But there are other fears I'm facing. In hopes that writing about them will aid in processing...here it goes. Early Sunday morning, there was a horrific crime in my community. Any who live near have probably heard about it. A man and his wife were on their morning walk (about 5AM) when they were severely beaten and left on opposite sides of the road a mere quarter mile from where we lived up until 2 months ago and walking distance from our present home. This couple was from my neighborhood, walking the same path that I, in my more motivated months, ran almost daily. I have seen them and shared a joggers' wave, "hello," and smile in passing. The man is now dead, and his wife is in critical condition. The perpetrators are still out there somewhere, the motive unknown.
For the past week, I have had a huge knot in my stomach. When I drive by the site of the crime (which I do daily because it is along a main thoroughfare), I feel queasy. My quiet, safe community feels violated.

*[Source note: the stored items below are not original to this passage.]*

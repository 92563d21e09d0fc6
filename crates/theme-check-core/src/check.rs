//! The check contract and the per-run registry of check instances.

use crate::node::{Node, Span};
use crate::parser::ParseError;
use crate::theme::{JsonFile, SourceFile, Template, Theme};
use crate::types::{Category, Correction, Location, Offense, Severity};

/// A rule that inspects theme files and reports offenses.
///
/// Every hook has an empty default body, so a check implements exactly the
/// hooks its rule needs. For each node the [`Visitor`] calls, in order:
/// `on_node`, `on_tag` (tags only), `on_type`, then the children, then
/// `after_type`, `after_tag` (tags only) and `after_node`. Text nodes only
/// receive the first three.
///
/// One instance is shared by every template of a run, so checks that keep
/// per-run state should reset it in [`Check::on_theme`].
///
/// # Example
///
/// ```ignore
/// use theme_check_core::{Category, Check, HookContext, Node};
///
/// pub struct NoBreak;
///
/// impl Check for NoBreak {
///     fn name(&self) -> &str { "NoBreak" }
///     fn category(&self) -> Category { Category::Liquid }
///
///     fn on_tag(&mut self, node: &Node, cx: &mut HookContext<'_>) {
///         if node.type_name() == "break" {
///             cx.add_offense("Avoid {% break %}");
///         }
///     }
/// }
/// ```
///
/// [`Visitor`]: crate::visitor::Visitor
#[allow(unused_variables)]
pub trait Check: Send {
    /// Returns the `PascalCase` name of this check (e.g., "`TemplateLength`").
    fn name(&self) -> &str;

    /// Returns the category this check belongs to.
    fn category(&self) -> Category;

    /// Returns a brief description of what this check looks for.
    fn description(&self) -> &str {
        ""
    }

    /// Returns the default severity for offenses from this check.
    fn default_severity(&self) -> Severity {
        Severity::Suggestion
    }

    /// Whether offenses from this check can carry corrections.
    fn can_correct(&self) -> bool {
        false
    }

    /// Whether `theme-check-disable` comments can silence this check.
    fn can_disable(&self) -> bool {
        true
    }

    /// Called once before any file of the theme is visited.
    fn on_theme(&mut self, theme: &Theme, cx: &mut HookContext<'_>) {}

    /// Pre-order hook for every node.
    fn on_node(&mut self, node: &Node, cx: &mut HookContext<'_>) {}

    /// Pre-order hook for tag nodes.
    fn on_tag(&mut self, node: &Node, cx: &mut HookContext<'_>) {}

    /// Type-specific pre-order hook; dispatch on [`Node::type_name`].
    fn on_type(&mut self, node: &Node, cx: &mut HookContext<'_>) {}

    /// Type-specific closing hook, after all children were visited.
    /// Never called for literal nodes.
    fn after_type(&mut self, node: &Node, cx: &mut HookContext<'_>) {}

    /// Closing hook for tag nodes.
    fn after_tag(&mut self, node: &Node, cx: &mut HookContext<'_>) {}

    /// Closing hook for every non-literal node.
    fn after_node(&mut self, node: &Node, cx: &mut HookContext<'_>) {}

    /// Called instead of the node hooks when a template fails to parse.
    fn on_error(&mut self, error: &ParseError, cx: &mut HookContext<'_>) {}

    /// Called after each template, whether or not it parsed.
    fn after_template(&mut self, template: &Template, cx: &mut HookContext<'_>) {}

    /// Called once per JSON file.
    fn on_json(&mut self, file: &JsonFile, cx: &mut HookContext<'_>) {}

    /// Called once after every file of the theme was visited.
    fn on_end(&mut self, theme: &Theme, cx: &mut HookContext<'_>) {}

    /// Returns the edit that fixes an offense this check reported.
    ///
    /// Only consulted when [`Check::can_correct`] is true. The default
    /// returns the correction attached when the offense was recorded.
    fn correct(&self, offense: &Offense) -> Option<Correction> {
        offense.correction.clone()
    }
}

/// Type alias for boxed Check trait objects.
pub type CheckBox = Box<dyn Check>;

/// Handle passed to every hook for recording offenses.
///
/// Offenses default to the location of the node being visited; the
/// `*_at` variants override it.
pub struct HookContext<'a> {
    check: &'a str,
    severity: Severity,
    offenses: &'a mut Vec<Offense>,
    file: Option<&'a dyn SourceFile>,
    node: Option<Span>,
}

impl<'a> HookContext<'a> {
    /// Creates a context recording into `offenses` on behalf of `check`.
    pub fn new(
        check: &'a str,
        severity: Severity,
        offenses: &'a mut Vec<Offense>,
        file: Option<&'a dyn SourceFile>,
        node: Option<Span>,
    ) -> Self {
        Self {
            check,
            severity,
            offenses,
            file,
            node,
        }
    }

    /// The file being visited, if any.
    #[must_use]
    pub fn file(&self) -> Option<&'a dyn SourceFile> {
        self.file
    }

    /// Source of the file being visited, or `""` outside a file.
    #[must_use]
    pub fn source(&self) -> &'a str {
        self.file.map_or("", |f| f.source())
    }

    /// Records an offense at the current node (or the start of the current
    /// file, or the theme when there is neither).
    pub fn add_offense(&mut self, message: impl Into<String>) -> &mut Offense {
        let span = self.node.unwrap_or_default();
        match self.file {
            Some(file) => self.add_offense_in(file, span, message),
            None => self.push(Location::theme(), message),
        }
    }

    /// Records an offense at `span` in the current file.
    pub fn add_offense_at(&mut self, message: impl Into<String>, span: Span) -> &mut Offense {
        match self.file {
            Some(file) => self.add_offense_in(file, span, message),
            None => self.push(Location::theme(), message),
        }
    }

    /// Records an offense covering a whole line of the current file.
    pub fn add_offense_at_line(&mut self, message: impl Into<String>, line: usize) -> &mut Offense {
        let span = self.file.map(|f| f.line_span(line)).unwrap_or_default();
        self.add_offense_at(message, span)
    }

    /// Records an offense at `span` in an explicit file, for checks that
    /// report from theme-wide hooks.
    pub fn add_offense_in(
        &mut self,
        file: &dyn SourceFile,
        span: Span,
        message: impl Into<String>,
    ) -> &mut Offense {
        let (line, column) = file.position(span.start);
        let location = Location::new(file.relative_path(), line, column).with_span(span);
        self.push(location, message)
    }

    fn push(&mut self, location: Location, message: impl Into<String>) -> &mut Offense {
        self.offenses
            .push(Offense::new(self.check, self.severity, location, message));
        let last = self.offenses.len() - 1;
        &mut self.offenses[last]
    }
}

/// A check instance together with the offenses it has recorded.
pub struct CheckInstance {
    name: String,
    severity: Severity,
    check: CheckBox,
    offenses: Vec<Offense>,
}

impl CheckInstance {
    /// Wraps a check, using its default severity.
    #[must_use]
    pub fn new(check: CheckBox) -> Self {
        Self {
            name: check.name().to_string(),
            severity: check.default_severity(),
            check,
            offenses: Vec::new(),
        }
    }

    /// Check name.
    #[must_use]
    pub fn name(&self) -> &str {
        &self.name
    }

    /// Severity applied to recorded offenses.
    #[must_use]
    pub fn severity(&self) -> Severity {
        self.severity
    }

    /// The wrapped check.
    #[must_use]
    pub fn check(&self) -> &dyn Check {
        self.check.as_ref()
    }

    /// Offenses recorded so far.
    #[must_use]
    pub fn offenses(&self) -> &[Offense] {
        &self.offenses
    }

    fn call(
        &mut self,
        file: Option<&dyn SourceFile>,
        node: Option<Span>,
        hook: impl FnOnce(&mut CheckBox, &mut HookContext<'_>),
    ) {
        let mut cx = HookContext::new(&self.name, self.severity, &mut self.offenses, file, node);
        hook(&mut self.check, &mut cx);
    }
}

/// Node-level hooks, in the order the visitor fires them.
#[derive(Debug, Clone, Copy, PartialEq, Eq)]
pub enum NodeHook {
    /// `on_node`
    OnNode,
    /// `on_tag`
    OnTag,
    /// `on_<type_name>`
    OnType,
    /// `after_<type_name>`
    AfterType,
    /// `after_tag`
    AfterTag,
    /// `after_node`
    AfterNode,
}

/// The checks taking part in one analysis run.
#[derive(Default)]
pub struct Checks {
    instances: Vec<CheckInstance>,
}

impl Checks {
    /// Wraps the given checks.
    #[must_use]
    pub fn new(checks: Vec<CheckBox>) -> Self {
        Self {
            instances: checks.into_iter().map(CheckInstance::new).collect(),
        }
    }

    /// Number of checks.
    #[must_use]
    pub fn len(&self) -> usize {
        self.instances.len()
    }

    /// Returns true when no checks are registered.
    #[must_use]
    pub fn is_empty(&self) -> bool {
        self.instances.is_empty()
    }

    /// Check names in registration order.
    pub fn names(&self) -> impl Iterator<Item = &str> {
        self.instances.iter().map(CheckInstance::name)
    }

    /// Looks up a check instance by name.
    #[must_use]
    pub fn get(&self, name: &str) -> Option<&CheckInstance> {
        self.instances.iter().find(|i| i.name == name)
    }

    /// Overrides the severity of a check's future offenses.
    pub fn set_severity(&mut self, name: &str, severity: Severity) {
        if let Some(instance) = self.instances.iter_mut().find(|i| i.name == name) {
            instance.severity = severity;
        }
    }

    /// Every offense recorded by every check, in check order.
    pub fn offenses(&self) -> impl Iterator<Item = &Offense> {
        self.instances.iter().flat_map(|i| i.offenses.iter())
    }

    /// Drops recorded offenses so the checks can run again.
    pub fn clear_offenses(&mut self) {
        for instance in &mut self.instances {
            instance.offenses.clear();
        }
    }

    /// Fires a node-level hook on every check.
    pub fn call_node(&mut self, hook: NodeHook, node: &Node, template: &Template) {
        for instance in &mut self.instances {
            instance.call(Some(template), Some(node.span()), |check, cx| match hook {
                NodeHook::OnNode => check.on_node(node, cx),
                NodeHook::OnTag => check.on_tag(node, cx),
                NodeHook::OnType => check.on_type(node, cx),
                NodeHook::AfterType => check.after_type(node, cx),
                NodeHook::AfterTag => check.after_tag(node, cx),
                NodeHook::AfterNode => check.after_node(node, cx),
            });
        }
    }

    /// Fires `on_error` on every check.
    pub fn call_error(&mut self, error: &ParseError, template: &Template) {
        for instance in &mut self.instances {
            instance.call(Some(template), None, |check, cx| check.on_error(error, cx));
        }
    }

    /// Fires `on_theme` on every check.
    pub fn call_theme(&mut self, theme: &Theme) {
        for instance in &mut self.instances {
            instance.call(None, None, |check, cx| check.on_theme(theme, cx));
        }
    }

    /// Fires `after_template` on every check.
    pub fn call_after_template(&mut self, template: &Template) {
        for instance in &mut self.instances {
            instance.call(Some(template), None, |check, cx| {
                check.after_template(template, cx);
            });
        }
    }

    /// Fires `on_json` on every check.
    pub fn call_json(&mut self, file: &JsonFile) {
        for instance in &mut self.instances {
            instance.call(Some(file), None, |check, cx| check.on_json(file, cx));
        }
    }

    /// Fires `on_end` on every check.
    pub fn call_end(&mut self, theme: &Theme) {
        for instance in &mut self.instances {
            instance.call(None, None, |check, cx| check.on_end(theme, cx));
        }
    }
}

#[cfg(test)]
mod tests {
    use super::*;
    use std::path::PathBuf;

    struct TestCheck;

    impl Check for TestCheck {
        fn name(&self) -> &str {
            "TestCheck"
        }
        fn category(&self) -> Category {
            Category::Liquid
        }
        fn description(&self) -> &str {
            "A test check"
        }

        fn on_type(&mut self, node: &Node, cx: &mut HookContext<'_>) {
            if node.type_name() == "variable" {
                cx.add_offense("variable found");
            }
        }
    }

    fn template(source: &str) -> Template {
        Template::new(
            PathBuf::from("t.liquid"),
            PathBuf::from("t.liquid"),
            source.into(),
        )
    }

    #[test]
    fn check_trait_defaults() {
        let check = TestCheck;
        assert_eq!(check.name(), "TestCheck");
        assert_eq!(check.default_severity(), Severity::Suggestion);
        assert!(!check.can_correct());
        assert!(check.can_disable());
    }

    #[test]
    fn add_offense_uses_current_node_location() {
        let t = template("ab\n{{ x }}");
        let root = t.root().unwrap();
        let variable = &root.children()[1];

        let mut checks = Checks::new(vec![Box::new(TestCheck)]);
        checks.call_node(NodeHook::OnType, variable, &t);

        let offense = checks.offenses().next().unwrap();
        assert_eq!(offense.check, "TestCheck");
        assert_eq!(offense.location.path, PathBuf::from("t.liquid"));
        assert_eq!((offense.location.line, offense.location.column), (2, 1));
        assert_eq!(offense.location.span(), Span::new(3, 10));
    }

    #[test]
    fn severity_override_applies_to_new_offenses() {
        let t = template("{{ x }}");
        let variable = &t.root().unwrap().children()[0];

        let mut checks = Checks::new(vec![Box::new(TestCheck)]);
        checks.set_severity("TestCheck", Severity::Error);
        checks.call_node(NodeHook::OnType, variable, &t);
        assert_eq!(checks.offenses().next().unwrap().severity, Severity::Error);

        checks.clear_offenses();
        assert_eq!(checks.offenses().count(), 0);
    }

    #[test]
    fn theme_level_offense_has_empty_location() {
        let mut offenses = Vec::new();
        let mut cx = HookContext::new("X", Severity::Style, &mut offenses, None, None);
        cx.add_offense("theme wide");
        assert_eq!(offenses[0].location, Location::theme());
    }

    #[test]
    fn offense_can_be_made_correctable_after_recording() {
        let t = template("{{x}}");
        let mut offenses = Vec::new();
        let mut cx = HookContext::new(
            "X",
            Severity::Style,
            &mut offenses,
            Some(&t),
            Some(Span::new(0, 5)),
        );
        cx.add_offense("tight braces")
            .set_correction(Correction::insert(2, " "));
        assert!(offenses[0].is_correctable());
    }
}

I leave the house alarmed basically all day and have never been more grateful that Adam works from home. I lock the doors when I'm driving. I'm terrified for my kids, mourning for the victims, and haunted by the feeling that "it could have been me."
Today, I've had a breakthrough in overcoming this fear. I realize that I cannot allow it to rule my life. I took the kids on a walk (just around the block) and we spent our after-dinner hour outside throwing frisbees and playing in the backyard. Very therapeutic and calming. It's not that I've become foolhardy, but I am realizing that I cannot allow the bad to dictate my life and how live it.
Which brings me back to the treadmill. In the past year of my life, I've been exercising more and my endurance has never been better physically. Since I am still unwilling to run outside, it was easy tonight to overcome my fear of treadmills and felt SO good to pound out a quick half mile's worth of angst when the elliptical left me feeling unfulfilled.
As I was stretching, listening to Ben Folds' "The Luckiest" and "Gracie Girl" (thank you, Aaron and Katy), I got to thinking about another type of endurance...and this came to mind.
"Wherefore, ye must press forward with a steadfastness in Christ, having a perfect brightness of hope, and a love of God and of all men. Wherefore, if ye shall press forward, feasting upon the word of Christ, and ENDURE TO THE END, behold, thus saith the Father: Ye shall have eternal life." (2 Nephi 31:20)
And there it is. The solution. "The WAY." The remedy to this knot in my stomach. I will put my hope in Him, and slowly the fear will subside.